A coluna entrou em contato com a assessoria de imprensa da Polícia Civil de Pernambuco para saber quais medidas de segurança foram adotadas após a descoberta do desvio de armas na Core. Por meio de nota, a assessoria informou apenas que “há informações que não podem ser repassadas por questão de segurança, como previsto por determinação da Secretaria de Defesa Social, no Termo de Classificação de Informações - número 5”.

DENÚNCIA NO MPPE

BRUNO CAMPOS/JC IMAGEM
Operação Reverso da Polícia civil no GOE. - BRUNO CAMPOS/JC IMAGEM

Até agora, 20 pessoas - incluindo cinco policiais civis (presos em agosto) - foram denunciadas pelo Ministério Público de Pernambuco (MPPE) à Justiça por crimes como organização criminosa, comércio ilegal de armas de fogo, peculato, lavagem de dinheiro e corrupção ativa e passiva.

COMO AGIRAM OS POLICIAIS, SEGUNDO INQUÉRITO

1 - José Maria Sampaio Filho (comissário da Polícia Civil)

Foi reconhecido por uma testemunha por ter, em três momentos, “repassado grande quantidade de munição comercializada, que se destinou a uma facção criminosa. Numa operação da polícia, em agosto, para cumprir mandados de prisão contra os investigados, o policial foi flagrado na posse irregular de uma arma de fogo calibre 9mm sem registro.

2 - Cleido Graf Gonçalves Torreiro (comissário da Polícia Civil)

Apontado pelos investigadores como “o grande mentor/articulador” de todo o esquema de desvio de armas, munições e acessórios. Detinha acesso irrestrito à armaria da Core. “Sem qualquer justificativa, frequentava aos sábados e domingos a armaria. Manipulava planilhas com a inserção e supressão de dados. Utilizava intermediários na comercialização”, pontuou relatório da Polícia Civil ao MPPE. Ainda teria adquirido casa de veraneio e automóvel em nomes das filhas.

3 - Josemar Alves dos Santos (comissário da Polícia Civil)

Investigação apontou que ele auxiliava Cleidio no desvio das armas, munições e acessórios, manipulando as informações em planilhas no setor administrativo.

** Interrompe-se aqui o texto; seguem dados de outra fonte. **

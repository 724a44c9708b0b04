use actix_web::{HttpResponse, web};
use serde::{Deserialize, Serialize};
use tracing::{info, instrument};
use utoipa::{IntoParams, ToSchema};

use crate::auth::session::Session;
use crate::backend::Backend;
use crate::error::AppError;
use crate::model::worker::{CreateWorker, Worker};

#[derive(Deserialize, IntoParams, ToSchema)]
pub struct WorkerQuery {
    /// Matched against name, UAN, contact number and tags
    #[schema(example = "singh")]
    pub search: Option<String>,
    pub active: Option<bool>,
}

#[derive(Serialize, ToSchema)]
#[serde(rename_all = "camelCase")]
pub struct WorkerListResponse {
    pub data: Vec<Worker>,
    /// Workers after filtering.
    pub total: usize,
    /// Active workers among `data`.
    pub active: usize,
}

#[utoipa::path(
    get,
    path = "/api/workers",
    params(WorkerQuery),
    responses(
        (status = 200, description = "Worker directory of the selected organization", body = WorkerListResponse),
        (status = 400, description = "No organization selected")
    ),
    security(("bearer_auth" = [])),
    tag = "Worker"
)]
pub async fn list_workers(
    session: Session,
    backend: web::Data<dyn Backend>,
    query: web::Query<WorkerQuery>,
) -> Result<HttpResponse, AppError> {
    let org_id = session.require_org()?;
    let term = query.search.as_deref().unwrap_or_default();

    let data: Vec<Worker> = backend
        .list_workers(&session, org_id)
        .await?
        .into_iter()
        .filter(|w| query.active.is_none_or(|active| w.is_active == active))
        .filter(|w| w.matches(term))
        .collect();

    Ok(HttpResponse::Ok().json(WorkerListResponse {
        total: data.len(),
        active: data.iter().filter(|w| w.is_active).count(),
        data,
    }))
}

#[utoipa::path(
    post,
    path = "/api/workers",
    request_body = CreateWorker,
    responses(
        (status = 201, description = "Worker registered", body = Worker),
        (status = 400, description = "Name or UAN missing"),
        (status = 502, description = "Backend refused the worker, e.g. duplicate UAN")
    ),
    security(("bearer_auth" = [])),
    tag = "Worker"
)]
#[instrument(skip(session, backend, body), fields(name = %body.name))]
pub async fn create_worker(
    session: Session,
    backend: web::Data<dyn Backend>,
    body: web::Json<CreateWorker>,
) -> Result<HttpResponse, AppError> {
    let org_id = session.require_org()?;
    let mut worker = body.into_inner();
    worker.name = worker.name.trim().to_string();
    worker.uan_number = worker.uan_number.trim().to_string();

    if worker.name.is_empty() {
        return Err(AppError::BadRequest("Worker name is required".to_string()));
    }
    if worker.uan_number.is_empty() || !worker.uan_number.chars().all(|c| c.is_ascii_digit()) {
        return Err(AppError::BadRequest("UAN must be a number".to_string()));
    }
    if worker.org_ids.is_empty() {
        worker.org_ids.push(org_id.to_string());
    }

    let created = backend.create_worker(&session, &worker).await?;
    info!(worker_id = %created.id, "Worker registered");
    Ok(HttpResponse::Created().json(created))
}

4 - Edson Pereira da Silva (comissário da Polícia Civil)

Segundo as investigações, “faltou com dever funcional realizando pesquisas no sistema integrado da Polícia Civil para integrantes da organização criminosa, justamente de um desafeto que eles estavam procurando para matar”.

5 - Carlos Fernandes Nascimento (agente administrativo da Polícia Civil)

“Fez contatos, intermediou, despachou e arrecadou dinheiro da venda de munições, armas e carregadores desviados da Core”, descreve o inquérito. Ele faleceu 17 dias após ser preso.

DEFESA DOS RÉUS

O advogado Diego Roberto Albuquerque, responsável pela defesa de Cleido Graf, apontado como o suposto mentor do esquema, informou à coluna que o policial civil tem mais de 30 anos na corporação. E que a inocência dele será provada. “Ele tem 70 anos, tem comorbidade e está no Cotel. Nem a segunda dose da vacina contra a covid-19, tomou ainda. Entramos com liminar, que foi negada na Justiça. Agora, vamos ao Superior Tribunal de Justiça (STJ) para que ele responda ao processo em liberdade”, afirmou.

A advogada Aliadja Larissa Leão, responsável pela defesa de Carlos Fernandes Nascimento, pontuou que, no dia da prisão, em 12 de agosto, ele estava com o quadro de saúde delicado. Segundo ela, houve pedidos de prisão domiciliar, porém, após 17 dias no Cotel, ele faleceu. “Estou peticionando o pedido da extinção da punibilidade”, disse a defesa.

A coluna não conseguiu contato com as defesas dos outros acusados, mas o espaço segue aberto.